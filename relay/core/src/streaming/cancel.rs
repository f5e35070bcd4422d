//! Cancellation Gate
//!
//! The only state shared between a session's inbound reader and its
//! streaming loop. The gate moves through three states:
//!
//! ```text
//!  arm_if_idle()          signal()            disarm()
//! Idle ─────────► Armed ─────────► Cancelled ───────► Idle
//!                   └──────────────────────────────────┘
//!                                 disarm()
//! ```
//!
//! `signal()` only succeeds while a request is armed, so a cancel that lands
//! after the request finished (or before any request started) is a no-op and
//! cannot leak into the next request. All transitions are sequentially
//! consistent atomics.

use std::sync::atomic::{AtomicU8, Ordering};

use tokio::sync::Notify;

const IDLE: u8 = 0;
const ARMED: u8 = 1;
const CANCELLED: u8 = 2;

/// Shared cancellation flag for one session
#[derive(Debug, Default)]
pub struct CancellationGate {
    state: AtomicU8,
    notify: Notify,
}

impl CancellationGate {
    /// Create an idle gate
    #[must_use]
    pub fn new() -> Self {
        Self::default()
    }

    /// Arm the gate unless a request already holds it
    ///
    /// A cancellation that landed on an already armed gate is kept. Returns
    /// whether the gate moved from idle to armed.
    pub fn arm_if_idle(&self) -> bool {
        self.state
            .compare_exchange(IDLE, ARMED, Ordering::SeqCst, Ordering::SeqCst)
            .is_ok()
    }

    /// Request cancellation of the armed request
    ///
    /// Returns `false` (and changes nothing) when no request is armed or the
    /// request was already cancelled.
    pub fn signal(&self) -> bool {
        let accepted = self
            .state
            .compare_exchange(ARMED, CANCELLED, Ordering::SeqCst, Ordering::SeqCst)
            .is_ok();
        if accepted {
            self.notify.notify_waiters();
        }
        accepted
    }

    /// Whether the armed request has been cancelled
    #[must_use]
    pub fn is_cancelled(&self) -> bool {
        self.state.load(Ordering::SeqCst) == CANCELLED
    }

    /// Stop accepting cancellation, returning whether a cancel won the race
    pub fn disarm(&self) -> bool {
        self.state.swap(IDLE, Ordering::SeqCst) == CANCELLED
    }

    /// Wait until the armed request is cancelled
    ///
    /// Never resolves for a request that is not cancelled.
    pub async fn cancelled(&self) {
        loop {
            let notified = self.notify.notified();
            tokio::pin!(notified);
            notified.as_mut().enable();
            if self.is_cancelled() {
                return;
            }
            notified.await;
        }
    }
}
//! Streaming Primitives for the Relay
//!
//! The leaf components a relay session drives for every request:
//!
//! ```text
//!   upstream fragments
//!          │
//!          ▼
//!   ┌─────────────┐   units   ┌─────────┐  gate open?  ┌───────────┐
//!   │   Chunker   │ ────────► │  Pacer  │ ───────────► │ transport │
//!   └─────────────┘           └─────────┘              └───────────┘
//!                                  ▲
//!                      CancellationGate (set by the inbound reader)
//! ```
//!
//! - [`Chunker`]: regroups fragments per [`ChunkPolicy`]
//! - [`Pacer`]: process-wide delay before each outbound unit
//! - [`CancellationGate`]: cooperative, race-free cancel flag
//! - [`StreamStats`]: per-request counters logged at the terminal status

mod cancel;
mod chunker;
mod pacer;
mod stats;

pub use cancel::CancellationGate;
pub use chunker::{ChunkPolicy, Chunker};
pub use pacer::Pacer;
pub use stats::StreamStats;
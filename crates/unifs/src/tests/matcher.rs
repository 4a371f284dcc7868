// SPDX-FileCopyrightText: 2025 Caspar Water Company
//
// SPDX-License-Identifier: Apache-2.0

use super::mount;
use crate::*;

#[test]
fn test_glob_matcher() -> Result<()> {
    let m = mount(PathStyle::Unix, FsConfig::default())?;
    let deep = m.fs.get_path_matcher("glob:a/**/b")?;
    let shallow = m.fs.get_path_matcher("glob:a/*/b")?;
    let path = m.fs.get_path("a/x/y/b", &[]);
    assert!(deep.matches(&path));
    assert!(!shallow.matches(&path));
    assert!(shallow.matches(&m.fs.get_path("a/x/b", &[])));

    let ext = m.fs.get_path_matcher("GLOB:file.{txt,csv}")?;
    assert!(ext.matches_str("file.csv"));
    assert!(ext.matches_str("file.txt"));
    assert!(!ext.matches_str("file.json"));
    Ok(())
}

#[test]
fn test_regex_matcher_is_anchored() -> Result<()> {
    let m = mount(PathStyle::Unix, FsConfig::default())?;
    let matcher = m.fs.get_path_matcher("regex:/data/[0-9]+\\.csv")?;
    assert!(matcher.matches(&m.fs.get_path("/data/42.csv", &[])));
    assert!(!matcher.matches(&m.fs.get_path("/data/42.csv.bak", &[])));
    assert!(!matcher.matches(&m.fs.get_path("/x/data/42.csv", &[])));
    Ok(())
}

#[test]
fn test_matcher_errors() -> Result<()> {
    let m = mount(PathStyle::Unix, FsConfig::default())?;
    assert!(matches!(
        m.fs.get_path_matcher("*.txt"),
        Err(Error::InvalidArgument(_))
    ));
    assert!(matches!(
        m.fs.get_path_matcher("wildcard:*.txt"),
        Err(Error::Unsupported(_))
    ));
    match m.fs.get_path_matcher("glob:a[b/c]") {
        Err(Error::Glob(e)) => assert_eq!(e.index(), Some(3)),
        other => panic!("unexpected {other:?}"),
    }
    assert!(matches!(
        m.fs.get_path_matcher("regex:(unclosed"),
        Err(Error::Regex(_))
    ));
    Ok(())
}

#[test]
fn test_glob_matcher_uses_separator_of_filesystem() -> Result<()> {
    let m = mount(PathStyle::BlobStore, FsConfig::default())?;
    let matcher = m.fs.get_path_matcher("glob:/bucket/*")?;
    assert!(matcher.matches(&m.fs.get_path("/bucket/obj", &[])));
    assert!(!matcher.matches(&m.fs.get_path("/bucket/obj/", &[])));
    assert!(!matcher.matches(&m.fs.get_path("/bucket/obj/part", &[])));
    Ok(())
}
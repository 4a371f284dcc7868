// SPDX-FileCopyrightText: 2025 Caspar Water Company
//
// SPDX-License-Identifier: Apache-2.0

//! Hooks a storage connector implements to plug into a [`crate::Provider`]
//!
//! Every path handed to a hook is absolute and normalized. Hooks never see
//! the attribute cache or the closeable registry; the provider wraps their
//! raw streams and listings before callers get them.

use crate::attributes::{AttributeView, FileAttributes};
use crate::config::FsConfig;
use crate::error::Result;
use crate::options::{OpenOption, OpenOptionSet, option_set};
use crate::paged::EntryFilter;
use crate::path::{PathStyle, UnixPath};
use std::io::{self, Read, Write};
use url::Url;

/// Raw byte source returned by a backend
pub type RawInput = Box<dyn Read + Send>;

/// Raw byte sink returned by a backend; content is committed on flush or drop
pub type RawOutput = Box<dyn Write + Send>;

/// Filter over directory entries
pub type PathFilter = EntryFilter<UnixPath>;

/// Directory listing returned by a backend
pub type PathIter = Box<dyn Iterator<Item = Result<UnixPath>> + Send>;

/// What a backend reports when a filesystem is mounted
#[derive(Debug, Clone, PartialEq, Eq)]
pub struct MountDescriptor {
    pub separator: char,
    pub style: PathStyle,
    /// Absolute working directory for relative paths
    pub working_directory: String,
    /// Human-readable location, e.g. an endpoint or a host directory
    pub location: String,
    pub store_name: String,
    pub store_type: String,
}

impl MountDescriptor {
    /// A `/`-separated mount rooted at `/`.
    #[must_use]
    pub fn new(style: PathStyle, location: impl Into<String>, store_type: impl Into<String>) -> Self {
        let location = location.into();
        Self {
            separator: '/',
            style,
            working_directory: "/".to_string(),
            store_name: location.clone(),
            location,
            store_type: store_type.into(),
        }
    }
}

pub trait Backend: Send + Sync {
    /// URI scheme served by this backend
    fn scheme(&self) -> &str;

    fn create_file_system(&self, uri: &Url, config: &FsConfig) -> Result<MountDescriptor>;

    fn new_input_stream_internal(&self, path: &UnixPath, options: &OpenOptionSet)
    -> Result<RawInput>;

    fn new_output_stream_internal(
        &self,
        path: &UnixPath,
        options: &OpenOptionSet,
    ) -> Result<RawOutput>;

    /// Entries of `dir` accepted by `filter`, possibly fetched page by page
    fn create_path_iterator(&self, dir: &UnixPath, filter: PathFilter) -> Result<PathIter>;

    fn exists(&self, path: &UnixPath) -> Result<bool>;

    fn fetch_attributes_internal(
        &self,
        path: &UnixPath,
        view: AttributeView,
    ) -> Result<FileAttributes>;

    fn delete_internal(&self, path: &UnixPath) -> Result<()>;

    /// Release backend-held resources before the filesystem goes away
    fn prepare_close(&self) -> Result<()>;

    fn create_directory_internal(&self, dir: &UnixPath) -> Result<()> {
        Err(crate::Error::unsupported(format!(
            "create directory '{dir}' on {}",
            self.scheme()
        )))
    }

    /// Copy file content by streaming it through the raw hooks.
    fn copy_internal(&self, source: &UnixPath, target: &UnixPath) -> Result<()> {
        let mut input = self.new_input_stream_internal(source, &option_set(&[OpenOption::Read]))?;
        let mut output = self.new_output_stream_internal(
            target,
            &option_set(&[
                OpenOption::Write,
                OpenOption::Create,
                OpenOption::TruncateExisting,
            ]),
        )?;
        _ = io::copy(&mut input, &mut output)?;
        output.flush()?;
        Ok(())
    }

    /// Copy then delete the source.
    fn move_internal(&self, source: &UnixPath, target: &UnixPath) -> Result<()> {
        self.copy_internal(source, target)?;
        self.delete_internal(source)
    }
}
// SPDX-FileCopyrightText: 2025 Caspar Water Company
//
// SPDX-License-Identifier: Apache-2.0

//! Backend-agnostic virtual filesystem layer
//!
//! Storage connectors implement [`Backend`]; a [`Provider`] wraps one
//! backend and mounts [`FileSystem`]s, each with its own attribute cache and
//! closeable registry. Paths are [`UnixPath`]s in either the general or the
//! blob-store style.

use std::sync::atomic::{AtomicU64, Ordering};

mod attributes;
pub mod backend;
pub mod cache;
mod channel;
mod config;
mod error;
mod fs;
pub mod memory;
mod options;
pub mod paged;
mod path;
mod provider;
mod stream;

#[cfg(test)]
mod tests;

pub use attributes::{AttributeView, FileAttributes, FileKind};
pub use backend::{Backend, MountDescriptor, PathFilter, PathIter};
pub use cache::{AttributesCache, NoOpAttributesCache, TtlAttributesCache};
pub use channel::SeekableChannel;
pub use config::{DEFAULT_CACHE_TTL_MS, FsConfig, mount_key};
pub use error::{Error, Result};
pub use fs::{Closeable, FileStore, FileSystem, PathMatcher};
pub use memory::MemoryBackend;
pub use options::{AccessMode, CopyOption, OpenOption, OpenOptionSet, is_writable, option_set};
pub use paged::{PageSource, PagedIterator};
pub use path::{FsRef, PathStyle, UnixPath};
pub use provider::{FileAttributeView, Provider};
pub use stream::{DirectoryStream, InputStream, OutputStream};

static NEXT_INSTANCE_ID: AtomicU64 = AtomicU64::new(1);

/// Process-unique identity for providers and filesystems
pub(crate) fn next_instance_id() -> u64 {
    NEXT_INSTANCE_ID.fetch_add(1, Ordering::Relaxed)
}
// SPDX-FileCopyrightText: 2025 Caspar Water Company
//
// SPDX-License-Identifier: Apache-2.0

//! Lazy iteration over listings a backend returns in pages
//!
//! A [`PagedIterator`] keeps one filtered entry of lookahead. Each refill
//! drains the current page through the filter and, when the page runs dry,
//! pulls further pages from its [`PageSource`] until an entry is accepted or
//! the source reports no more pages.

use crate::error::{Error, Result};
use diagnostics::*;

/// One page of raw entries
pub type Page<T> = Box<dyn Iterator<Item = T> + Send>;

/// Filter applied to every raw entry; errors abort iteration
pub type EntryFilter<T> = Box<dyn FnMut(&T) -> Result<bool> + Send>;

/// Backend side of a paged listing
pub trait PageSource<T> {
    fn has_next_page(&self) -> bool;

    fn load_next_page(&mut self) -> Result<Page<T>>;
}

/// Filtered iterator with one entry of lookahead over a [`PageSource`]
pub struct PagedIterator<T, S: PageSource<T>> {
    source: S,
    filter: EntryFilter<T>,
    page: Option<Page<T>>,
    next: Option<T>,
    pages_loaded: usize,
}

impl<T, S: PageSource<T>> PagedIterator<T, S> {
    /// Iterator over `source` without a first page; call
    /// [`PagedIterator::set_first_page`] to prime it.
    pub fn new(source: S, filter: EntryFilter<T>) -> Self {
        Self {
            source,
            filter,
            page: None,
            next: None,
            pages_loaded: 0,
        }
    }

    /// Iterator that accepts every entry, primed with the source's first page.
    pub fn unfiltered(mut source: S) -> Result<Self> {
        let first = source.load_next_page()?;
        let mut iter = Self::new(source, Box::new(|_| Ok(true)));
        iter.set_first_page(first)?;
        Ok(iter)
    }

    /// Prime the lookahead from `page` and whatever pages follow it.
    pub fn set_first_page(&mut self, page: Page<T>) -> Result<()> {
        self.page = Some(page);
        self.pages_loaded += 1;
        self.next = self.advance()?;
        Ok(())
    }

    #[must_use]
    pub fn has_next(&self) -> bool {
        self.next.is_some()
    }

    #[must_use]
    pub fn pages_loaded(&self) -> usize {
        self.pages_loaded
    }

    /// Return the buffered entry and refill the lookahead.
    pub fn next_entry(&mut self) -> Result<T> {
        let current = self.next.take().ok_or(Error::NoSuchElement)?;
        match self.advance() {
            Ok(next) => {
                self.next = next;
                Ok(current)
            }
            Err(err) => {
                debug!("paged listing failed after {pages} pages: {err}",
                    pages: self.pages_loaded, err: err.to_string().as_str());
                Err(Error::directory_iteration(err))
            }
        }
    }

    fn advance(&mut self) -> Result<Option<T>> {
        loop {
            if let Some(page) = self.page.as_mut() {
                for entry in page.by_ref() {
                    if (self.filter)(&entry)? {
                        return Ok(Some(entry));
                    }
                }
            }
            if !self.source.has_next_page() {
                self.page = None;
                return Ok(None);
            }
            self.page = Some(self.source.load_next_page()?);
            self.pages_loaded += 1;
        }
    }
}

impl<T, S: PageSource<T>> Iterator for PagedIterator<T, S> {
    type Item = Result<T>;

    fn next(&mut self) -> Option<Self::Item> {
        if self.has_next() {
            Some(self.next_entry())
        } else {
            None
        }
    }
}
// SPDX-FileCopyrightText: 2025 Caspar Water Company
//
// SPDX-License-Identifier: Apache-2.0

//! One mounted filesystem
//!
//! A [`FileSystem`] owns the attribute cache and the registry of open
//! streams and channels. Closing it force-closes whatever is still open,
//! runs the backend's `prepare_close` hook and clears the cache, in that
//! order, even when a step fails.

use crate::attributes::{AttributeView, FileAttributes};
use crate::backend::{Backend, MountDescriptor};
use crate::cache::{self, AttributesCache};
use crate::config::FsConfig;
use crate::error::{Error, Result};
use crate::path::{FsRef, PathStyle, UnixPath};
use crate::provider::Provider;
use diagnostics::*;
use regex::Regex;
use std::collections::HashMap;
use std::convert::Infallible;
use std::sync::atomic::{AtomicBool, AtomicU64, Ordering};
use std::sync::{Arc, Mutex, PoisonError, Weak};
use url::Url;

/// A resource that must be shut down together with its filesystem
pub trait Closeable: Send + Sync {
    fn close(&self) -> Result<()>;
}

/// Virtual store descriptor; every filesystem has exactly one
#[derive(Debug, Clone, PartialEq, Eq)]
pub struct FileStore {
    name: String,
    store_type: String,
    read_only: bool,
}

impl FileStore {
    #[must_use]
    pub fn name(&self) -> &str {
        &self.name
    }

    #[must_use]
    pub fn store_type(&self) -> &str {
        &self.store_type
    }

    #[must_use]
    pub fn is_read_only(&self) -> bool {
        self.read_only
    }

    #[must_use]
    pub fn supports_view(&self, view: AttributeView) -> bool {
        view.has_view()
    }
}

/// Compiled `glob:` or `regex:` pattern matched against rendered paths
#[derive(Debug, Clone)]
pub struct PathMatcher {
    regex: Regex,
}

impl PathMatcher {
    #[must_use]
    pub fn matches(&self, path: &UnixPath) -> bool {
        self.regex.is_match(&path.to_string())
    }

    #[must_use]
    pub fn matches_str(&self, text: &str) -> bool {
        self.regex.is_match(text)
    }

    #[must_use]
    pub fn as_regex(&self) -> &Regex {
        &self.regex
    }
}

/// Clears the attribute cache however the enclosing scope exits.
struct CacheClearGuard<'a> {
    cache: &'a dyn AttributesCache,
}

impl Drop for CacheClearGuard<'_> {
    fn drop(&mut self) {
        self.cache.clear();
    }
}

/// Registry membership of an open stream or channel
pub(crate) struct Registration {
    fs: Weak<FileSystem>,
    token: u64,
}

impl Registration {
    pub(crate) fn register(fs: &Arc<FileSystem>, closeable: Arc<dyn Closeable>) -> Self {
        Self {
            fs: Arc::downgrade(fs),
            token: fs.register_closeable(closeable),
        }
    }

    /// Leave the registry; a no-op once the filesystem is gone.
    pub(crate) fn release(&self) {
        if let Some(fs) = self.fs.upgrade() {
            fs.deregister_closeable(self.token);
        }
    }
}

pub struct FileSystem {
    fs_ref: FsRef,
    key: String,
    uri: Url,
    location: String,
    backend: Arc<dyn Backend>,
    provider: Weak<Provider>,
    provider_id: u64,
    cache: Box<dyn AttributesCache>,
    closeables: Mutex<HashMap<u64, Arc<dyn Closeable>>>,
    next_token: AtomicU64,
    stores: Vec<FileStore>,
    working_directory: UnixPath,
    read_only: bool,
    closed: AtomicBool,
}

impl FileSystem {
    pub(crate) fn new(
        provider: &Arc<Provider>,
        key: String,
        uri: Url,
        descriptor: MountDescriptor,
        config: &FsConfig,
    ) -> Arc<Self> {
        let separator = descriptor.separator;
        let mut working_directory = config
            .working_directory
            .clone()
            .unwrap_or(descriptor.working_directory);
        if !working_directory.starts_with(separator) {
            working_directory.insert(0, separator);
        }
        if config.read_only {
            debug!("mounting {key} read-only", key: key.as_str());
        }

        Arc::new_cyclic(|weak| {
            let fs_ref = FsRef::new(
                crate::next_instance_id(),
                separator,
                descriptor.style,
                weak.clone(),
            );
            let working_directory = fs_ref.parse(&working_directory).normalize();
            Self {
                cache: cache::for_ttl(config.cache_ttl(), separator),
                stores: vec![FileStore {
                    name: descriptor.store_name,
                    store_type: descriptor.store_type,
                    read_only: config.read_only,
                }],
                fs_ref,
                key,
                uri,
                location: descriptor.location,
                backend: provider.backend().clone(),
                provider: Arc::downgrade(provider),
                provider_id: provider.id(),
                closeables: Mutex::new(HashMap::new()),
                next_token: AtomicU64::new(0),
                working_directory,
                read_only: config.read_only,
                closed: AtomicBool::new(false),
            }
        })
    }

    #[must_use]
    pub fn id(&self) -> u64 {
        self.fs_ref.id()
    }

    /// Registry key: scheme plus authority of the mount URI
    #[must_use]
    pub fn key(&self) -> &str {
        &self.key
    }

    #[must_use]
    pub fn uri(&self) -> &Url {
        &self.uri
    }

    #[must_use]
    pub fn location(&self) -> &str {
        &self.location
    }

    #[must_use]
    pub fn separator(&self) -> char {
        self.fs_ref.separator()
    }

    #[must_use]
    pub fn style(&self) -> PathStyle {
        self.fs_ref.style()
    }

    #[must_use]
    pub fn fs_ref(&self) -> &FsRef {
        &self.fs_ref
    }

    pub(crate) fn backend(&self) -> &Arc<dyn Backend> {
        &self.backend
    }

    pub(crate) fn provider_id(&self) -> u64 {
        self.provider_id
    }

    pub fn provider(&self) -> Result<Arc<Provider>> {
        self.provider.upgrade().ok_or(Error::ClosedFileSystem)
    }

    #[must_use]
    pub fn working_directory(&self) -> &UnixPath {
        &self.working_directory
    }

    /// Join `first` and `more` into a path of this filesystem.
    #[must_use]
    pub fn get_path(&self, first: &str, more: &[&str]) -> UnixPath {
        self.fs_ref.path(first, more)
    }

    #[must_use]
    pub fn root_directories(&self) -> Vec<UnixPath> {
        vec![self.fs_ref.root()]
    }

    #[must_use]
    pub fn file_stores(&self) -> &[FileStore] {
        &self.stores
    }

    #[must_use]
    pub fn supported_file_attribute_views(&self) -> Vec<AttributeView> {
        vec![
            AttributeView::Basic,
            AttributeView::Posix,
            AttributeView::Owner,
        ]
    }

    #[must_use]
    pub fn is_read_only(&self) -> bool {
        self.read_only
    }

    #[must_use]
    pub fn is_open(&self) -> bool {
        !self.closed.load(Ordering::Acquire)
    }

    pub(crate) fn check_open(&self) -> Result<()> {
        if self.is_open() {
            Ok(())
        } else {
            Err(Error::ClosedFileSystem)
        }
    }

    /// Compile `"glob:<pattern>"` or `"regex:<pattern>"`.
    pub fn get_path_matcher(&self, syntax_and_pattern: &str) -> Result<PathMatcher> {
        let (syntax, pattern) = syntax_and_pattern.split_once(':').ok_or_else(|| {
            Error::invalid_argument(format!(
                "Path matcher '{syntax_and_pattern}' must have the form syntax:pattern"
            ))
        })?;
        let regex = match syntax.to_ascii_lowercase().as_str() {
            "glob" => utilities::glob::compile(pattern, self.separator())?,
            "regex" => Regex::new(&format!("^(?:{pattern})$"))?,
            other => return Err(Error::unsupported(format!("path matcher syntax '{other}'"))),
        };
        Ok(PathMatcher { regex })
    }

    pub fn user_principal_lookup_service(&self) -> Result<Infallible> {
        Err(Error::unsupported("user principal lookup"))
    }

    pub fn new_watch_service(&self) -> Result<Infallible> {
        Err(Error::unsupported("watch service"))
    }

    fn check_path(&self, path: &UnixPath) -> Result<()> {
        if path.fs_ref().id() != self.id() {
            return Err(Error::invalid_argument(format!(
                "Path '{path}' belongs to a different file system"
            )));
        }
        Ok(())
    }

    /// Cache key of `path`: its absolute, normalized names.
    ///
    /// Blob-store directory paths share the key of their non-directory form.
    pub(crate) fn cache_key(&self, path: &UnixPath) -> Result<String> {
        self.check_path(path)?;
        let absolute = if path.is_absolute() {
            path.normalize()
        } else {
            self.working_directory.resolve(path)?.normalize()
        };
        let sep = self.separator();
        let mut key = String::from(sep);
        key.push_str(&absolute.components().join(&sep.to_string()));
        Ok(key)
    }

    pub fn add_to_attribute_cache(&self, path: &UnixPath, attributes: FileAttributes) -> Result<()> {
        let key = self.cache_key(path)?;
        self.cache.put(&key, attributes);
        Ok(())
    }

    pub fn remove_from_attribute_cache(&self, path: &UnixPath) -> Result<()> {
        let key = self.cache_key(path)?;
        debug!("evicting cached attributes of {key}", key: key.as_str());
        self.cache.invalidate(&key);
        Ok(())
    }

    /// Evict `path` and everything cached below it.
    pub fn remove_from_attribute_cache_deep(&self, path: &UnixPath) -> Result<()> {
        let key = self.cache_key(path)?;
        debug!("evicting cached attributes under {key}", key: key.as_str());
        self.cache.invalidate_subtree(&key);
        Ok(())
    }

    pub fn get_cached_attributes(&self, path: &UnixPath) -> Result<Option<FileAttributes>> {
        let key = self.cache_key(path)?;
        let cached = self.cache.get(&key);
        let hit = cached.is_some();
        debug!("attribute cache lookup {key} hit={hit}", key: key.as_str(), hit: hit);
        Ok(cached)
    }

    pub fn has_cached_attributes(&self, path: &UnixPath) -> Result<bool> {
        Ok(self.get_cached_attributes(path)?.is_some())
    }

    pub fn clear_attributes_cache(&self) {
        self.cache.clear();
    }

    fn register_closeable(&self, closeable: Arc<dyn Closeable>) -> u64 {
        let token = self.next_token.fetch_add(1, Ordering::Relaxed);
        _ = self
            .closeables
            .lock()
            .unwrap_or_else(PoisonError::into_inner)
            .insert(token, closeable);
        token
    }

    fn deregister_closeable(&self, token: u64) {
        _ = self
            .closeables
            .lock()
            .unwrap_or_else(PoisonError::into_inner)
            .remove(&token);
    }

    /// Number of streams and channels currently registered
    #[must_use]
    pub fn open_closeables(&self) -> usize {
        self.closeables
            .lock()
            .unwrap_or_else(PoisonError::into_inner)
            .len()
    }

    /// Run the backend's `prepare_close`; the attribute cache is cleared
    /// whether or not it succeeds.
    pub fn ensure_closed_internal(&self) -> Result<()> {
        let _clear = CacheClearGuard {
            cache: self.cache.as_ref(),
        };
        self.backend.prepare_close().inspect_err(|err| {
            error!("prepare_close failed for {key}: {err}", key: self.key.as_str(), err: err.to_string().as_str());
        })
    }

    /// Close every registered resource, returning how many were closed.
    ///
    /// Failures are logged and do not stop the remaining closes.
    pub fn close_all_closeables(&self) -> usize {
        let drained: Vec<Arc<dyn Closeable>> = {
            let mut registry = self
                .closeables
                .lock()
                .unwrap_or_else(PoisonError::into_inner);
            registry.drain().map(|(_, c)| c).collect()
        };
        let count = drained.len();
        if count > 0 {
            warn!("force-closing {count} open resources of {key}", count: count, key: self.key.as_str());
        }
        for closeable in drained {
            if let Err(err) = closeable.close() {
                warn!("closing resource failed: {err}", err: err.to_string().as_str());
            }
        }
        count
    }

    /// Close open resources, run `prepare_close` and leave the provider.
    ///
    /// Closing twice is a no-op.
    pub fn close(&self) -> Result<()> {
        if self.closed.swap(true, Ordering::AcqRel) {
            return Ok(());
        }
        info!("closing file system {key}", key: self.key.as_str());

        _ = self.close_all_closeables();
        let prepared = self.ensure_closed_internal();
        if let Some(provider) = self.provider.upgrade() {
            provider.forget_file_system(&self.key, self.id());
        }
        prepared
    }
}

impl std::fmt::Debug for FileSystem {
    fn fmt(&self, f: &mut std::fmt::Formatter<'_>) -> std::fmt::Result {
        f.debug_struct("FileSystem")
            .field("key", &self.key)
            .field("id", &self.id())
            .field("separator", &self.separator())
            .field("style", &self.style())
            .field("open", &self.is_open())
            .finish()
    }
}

▬▬▬▬▬▬

* **About this exercise**
Go through the listing above and find each line that contains "field", then copy it.

* **Answer to the exercise**
            .field("key", &self.key)
            .field("id", &self.id())
            .field("separator", &self.separator())
            .field("style", &self.style())
            .field("open", &self.is_open())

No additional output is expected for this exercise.